Le mille storie del Calandari d’ra Famiglia Bosina

di Paolo Costa

Aneddoti, vicende inedite, luoghi e personaggi di una Varese da amare

Cos’è il Calandari? Non è un libro di storia, anche se racconta tante storie. Non è un libro solo rivolto al passato, perché contiene anche interviste e articoli su problemi di grande attualità e con uno sguardo sul futuro. E’ un annuario, ma con la bellezza di trecento pagine. “Il Calandari d’ra Famiglia Bosina – dice il curatore Carlo Zanzi – è il libro varesino con più storia. Esce infatti ininterrottamente ogni anno dal 1956, da quando cioè settant’anni fa la neonata Famiglia Bosina decise di pubblicare un calendario che via via negli anni, grazie alla collaborazione di giornalisti, storici, uomini di cultura, narratori e poeti, si è arricchito di contenuti tanto da diventare un volume con spunti di riflessione, idee e analisi competenti per la Varese che verrà“.

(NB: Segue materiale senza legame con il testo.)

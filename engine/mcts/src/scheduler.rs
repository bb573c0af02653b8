//! Frame-sliced search scheduling.
//!
//! The host's render loop cannot block on a full search, so the scheduler
//! slices engine iterations into per-frame batches behind a small state
//! machine:
//!
//! ```text
//! Idle -> Accumulating -> Committed -> Idle
//!              |
//!              +-> Idle (cancel)
//! ```
//!
//! `step` is the only suspension point the host sees and returns after a
//! bounded batch of iterations. A move is committed only once both the
//! iteration floor and the minimum thinking time are satisfied, and the
//! committed move is handed out exactly once. Cancellation is checked
//! once per step, never mid-iteration, and a cancelled tree can never
//! leak a move: no partial state ever reaches the move executor.

use std::time::Duration;

use rand::SeedableRng;
use rand_chacha::ChaCha20Rng;
use tracing::{debug, error, warn};

use mosaic_core::{Move, Snapshot};

use crate::config::SearchConfig;
use crate::search::Mcts;

enum State {
    /// No active tree.
    Idle,
    /// A tree is being grown batch by batch.
    Accumulating {
        search: Mcts,
        /// Host time accumulated since the search began.
        elapsed: Duration,
        /// Successful engine iterations so far.
        iterations: usize,
    },
    /// A decision is ready and will be handed out once.
    Committed { mv: Move },
}

/// Drives one search per computer turn, one batch per host tick.
pub struct Scheduler {
    config: SearchConfig,
    rng: ChaCha20Rng,
    state: State,
}

impl Scheduler {
    /// Create a scheduler with entropy-seeded rollouts.
    pub fn new(config: SearchConfig) -> Self {
        Self::with_rng(config, ChaCha20Rng::from_entropy())
    }

    /// Create with a specific seed for determinism (used in tests and
    /// replays; only easy rollouts ever draw from the RNG).
    pub fn with_seed(config: SearchConfig, seed: u64) -> Self {
        Self::with_rng(config, ChaCha20Rng::seed_from_u64(seed))
    }

    fn with_rng(config: SearchConfig, rng: ChaCha20Rng) -> Self {
        Self {
            config,
            rng,
            state: State::Idle,
        }
    }

    /// Start deciding for `player` from `snapshot`.
    ///
    /// Any search still in flight is discarded first; the host signalling
    /// a new turn supersedes whatever the old tree was thinking about.
    pub fn begin_turn(&mut self, snapshot: Snapshot, player: usize) {
        if !matches!(self.state, State::Idle) {
            debug!("begin_turn while busy, discarding previous search");
        }

        let search = Mcts::new(
            snapshot,
            player,
            self.config.difficulty,
            self.config.exploration_constant,
        );
        debug!(player, "search started");
        self.state = State::Accumulating {
            search,
            elapsed: Duration::ZERO,
            iterations: 0,
        };
    }

    /// Whether a search is currently accumulating.
    pub fn is_thinking(&self) -> bool {
        matches!(self.state, State::Accumulating { .. })
    }

    /// Abort any in-progress search without exposing a move.
    pub fn cancel(&mut self) {
        if !matches!(self.state, State::Idle) {
            debug!("search cancelled");
        }
        self.state = State::Idle;
    }

    /// Advance by one batch. `dt` is the host frame delta, accumulated
    /// toward the minimum thinking time. Returns `Some(mv)` exactly on
    /// the tick where the decision commits, `None` otherwise.
    pub fn step(&mut self, dt: Duration) -> Option<Move> {
        if let State::Accumulating { .. } = self.state {
            self.accumulate(dt);
        }

        // Committed hands the move out exactly once, then the machine is
        // idle and the tree is already gone.
        if let State::Committed { mv } = &self.state {
            let mv = *mv;
            self.state = State::Idle;
            return Some(mv);
        }
        None
    }

    /// Run one batch of iterations and commit if the floors are met.
    fn accumulate(&mut self, dt: Duration) {
        let State::Accumulating {
            search,
            elapsed,
            iterations,
        } = &mut self.state
        else {
            return;
        };

        if search.root_is_terminal() {
            // The host should never request a decision for a finished
            // round; nothing can be committed from here.
            error!("search root is terminal, nothing to decide");
            self.state = State::Idle;
            return;
        }

        let batch = self.config.iterations_per_batch;
        let mut failures = 0usize;
        for _ in 0..batch {
            match search.iterate(&mut self.rng) {
                Ok(()) => *iterations += 1,
                Err(e) => {
                    warn!(error = %e, "search iteration failed");
                    failures += 1;
                }
            }
        }
        *elapsed += dt;

        let floors_met =
            *iterations >= self.config.min_iterations && *elapsed >= self.config.min_think_time();
        // A batch where every iteration failed will not improve: commit
        // the best move found so far instead of crashing the host loop.
        let batch_dead = failures > 0 && failures == batch;

        if floors_met || batch_dead {
            match search.best_move() {
                Some(mv) => {
                    debug!(
                        ?mv,
                        iterations = *iterations,
                        elapsed_ms = elapsed.as_millis() as u64,
                        nodes = search.tree().stats().total_nodes,
                        "decision committed"
                    );
                    self.state = State::Committed { mv };
                }
                None => {
                    error!("search has no children to commit");
                    self.state = State::Idle;
                }
            }
        }
    }
}

#[cfg(test)]
mod tests {
    use super::*;
    use crate::config::Difficulty;
    use mosaic_core::{legal_moves, Color, PlayerBoard, Pot, Snapshot, TileCounts};

    const FRAME: Duration = Duration::from_millis(16);

    fn counts(colors: &[Color]) -> TileCounts {
        colors.iter().copied().collect()
    }

    fn snapshot() -> Snapshot {
        Snapshot::new(
            vec![PlayerBoard::new(), PlayerBoard::new()],
            vec![
                counts(&[Color::Red, Color::Red, Color::Blue, Color::Blue]),
                counts(&[Color::Green, Color::Green, Color::Green, Color::Yellow]),
            ],
            Pot::with_marker(),
        )
        .unwrap()
    }

    fn terminal_snapshot() -> Snapshot {
        Snapshot::new(
            vec![PlayerBoard::new(), PlayerBoard::new()],
            vec![TileCounts::new()],
            Pot::default(),
        )
        .unwrap()
    }

    /// Step until a move commits, with a generous tick bound.
    fn run_to_commit(scheduler: &mut Scheduler) -> Option<Move> {
        for _ in 0..1000 {
            if let Some(mv) = scheduler.step(FRAME) {
                return Some(mv);
            }
        }
        None
    }

    #[test]
    fn test_idle_steps_return_none() {
        let mut scheduler = Scheduler::with_seed(SearchConfig::for_testing(), 0);
        assert!(!scheduler.is_thinking());
        assert_eq!(scheduler.step(FRAME), None);
        assert_eq!(scheduler.step(FRAME), None);
    }

    #[test]
    fn test_commits_once_then_goes_idle() {
        let mut scheduler = Scheduler::with_seed(SearchConfig::for_testing(), 0);
        scheduler.begin_turn(snapshot(), 0);
        assert!(scheduler.is_thinking());

        let mv = run_to_commit(&mut scheduler).expect("search must commit");
        assert!(!scheduler.is_thinking());

        // The committed move belongs to the root's legal set.
        assert!(legal_moves(&snapshot(), 0).contains(&mv));

        // Exactly once: further steps yield nothing.
        for _ in 0..10 {
            assert_eq!(scheduler.step(FRAME), None);
        }
    }

    #[test]
    fn test_iteration_floor_delays_commit() {
        let config = SearchConfig::for_testing()
            .with_iterations_per_batch(10)
            .with_min_iterations(100);
        let mut scheduler = Scheduler::with_seed(config, 0);
        scheduler.begin_turn(snapshot(), 0);

        // 100 iterations at 10 per batch: the first 9 steps cannot commit.
        for _ in 0..9 {
            assert_eq!(scheduler.step(FRAME), None);
        }
        assert!(scheduler.step(FRAME).is_some());
    }

    #[test]
    fn test_think_time_floor_delays_commit() {
        let config = SearchConfig::for_testing()
            .with_min_iterations(1)
            .with_min_think_time(Duration::from_millis(100));
        let mut scheduler = Scheduler::with_seed(config, 0);
        scheduler.begin_turn(snapshot(), 0);

        // 16ms per tick: six ticks accumulate only 96ms.
        for _ in 0..6 {
            assert_eq!(scheduler.step(FRAME), None);
        }
        assert!(scheduler.step(FRAME).is_some());
    }

    #[test]
    fn test_cancel_discards_search_without_exposing_a_move() {
        let mut scheduler = Scheduler::with_seed(SearchConfig::for_testing(), 0);
        scheduler.begin_turn(snapshot(), 0);

        scheduler.step(FRAME);
        scheduler.cancel();
        assert!(!scheduler.is_thinking());

        // The cancelled tree can never surface a decision.
        for _ in 0..20 {
            assert_eq!(scheduler.step(FRAME), None);
        }
    }

    #[test]
    fn test_cancel_when_idle_is_harmless() {
        let mut scheduler = Scheduler::with_seed(SearchConfig::for_testing(), 0);
        scheduler.cancel();
        assert_eq!(scheduler.step(FRAME), None);
    }

    #[test]
    fn test_terminal_root_commits_nothing() {
        let mut scheduler = Scheduler::with_seed(SearchConfig::for_testing(), 0);
        scheduler.begin_turn(terminal_snapshot(), 0);

        assert_eq!(scheduler.step(FRAME), None);
        assert!(!scheduler.is_thinking());
    }

    #[test]
    fn test_begin_turn_supersedes_previous_search() {
        // Floors high enough that the first search cannot commit on its
        // first batch.
        let config = SearchConfig::for_testing().with_min_iterations(200);
        let mut scheduler = Scheduler::with_seed(config, 0);
        scheduler.begin_turn(snapshot(), 0);
        assert_eq!(scheduler.step(FRAME), None);

        // Restart for the other player before the first search commits.
        scheduler.begin_turn(snapshot(), 1);
        let mv = run_to_commit(&mut scheduler).expect("second search commits");
        assert!(legal_moves(&snapshot(), 1).contains(&mv));
    }

    #[test]
    fn test_hard_decisions_are_reproducible() {
        let decide = |seed: u64| {
            let config = SearchConfig::for_testing().with_difficulty(Difficulty::Hard);
            let mut scheduler = Scheduler::with_seed(config, seed);
            scheduler.begin_turn(snapshot(), 0);
            run_to_commit(&mut scheduler).unwrap()
        };

        assert_eq!(decide(11), decide(11));
    }

    #[test]
    fn test_easy_decisions_are_reproducible_with_fixed_seed() {
        let decide = || {
            let config = SearchConfig::for_testing().with_difficulty(Difficulty::Easy);
            let mut scheduler = Scheduler::with_seed(config, 1234);
            scheduler.begin_turn(snapshot(), 0);
            run_to_commit(&mut scheduler).unwrap()
        };

        assert_eq!(decide(), decide());
    }
}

A ispirare gli articoli possono essere un anniversario oppure la riscoperta di un personaggio o di un angolo di territorio. Sull’ultimo numero, un volume con tantissime illustrazioni, si vanno per esempio a scoprire vicende inedite di Dario Fo nel centenario dalla nascita. Ma ci si imbatte anche in nomi imprevedibili come quello di Vittorio Centurione Scotto. Costui, che varesino non era, si è distinto come intrepido e avventuroso aviatore. Ed è finito nel Calandari soprattutto per essere stato l’amante di Liala, che a lui si ispirò prima di piangerlo perdutamente dopo l’improvvisa morte avvenuta durante il collaudo di un Macchi M39. Storie di tanti anni fa, con agganci all’attualità. Cosa che vale anche per altri due argomenti, approfonditi attraverso aneddoti godibilissimi e un lavoro notevole di scavo di documenti storici: l’abbattimento del Teatro Sociale cittadino (perdita che oggi pare irrecuperabile) e l’epoca delle linee tramviarie del varesotto, con un focus sul percorso Varese-Luino. Fedelmente alla grande vocazione sportiva di Varese, ecco inoltre la proposta di molte pagine dedicate alla gloriosa storia delle squadre ciclistiche col marchio Ignis di patron Giovanni Borghi, dello sponsor Confezioni Bianchi di Pasquale Bianchi (un autentico benefattore dello sport amatoriale e dilettantistico) e della nascita del basket femminile in città. Ma limitandoci a questi cenni si fa sicuramente torto a tanti altri contributi, ognuno dei quali impreziosisce il volume.

In realtà, proprio per l’abbondanza dei suoi contenuti, il Calandari va consultato, messo lì sul comodino e ogni tanto sbirciato, letto e riletto. E’ davvero un tesoro di scoperte. “La Famiglia Bosina e il Calandari –ha detto il Regiù Luca Broggini– sono un invito quotidiano a ritrovarsi, a trasmettere memoria e a generare legami. Perché una comunità di valori non nasce per caso: cresce grazie a chi sceglie di esserci, con passione e appartenenza”.

Nel mese scorso alcuni autori hanno raccontato alcune delle storie del Calandari in una sorta di aperitivo pubblico presso la Biblioteca della Scuola Anna Frank. La sala stracolma e i convinti applausi hanno certificato la bontà di quello che poteva essere ritenuto un esperimento. E che si è così rivelato come un evento assolutamente da ripetere. Dunque, chi ne ha la possibilità (biblioteche, centri culturali o associazioni) si faccia avanti. Responsabili e autori del Calandari sono disponibili a replicare.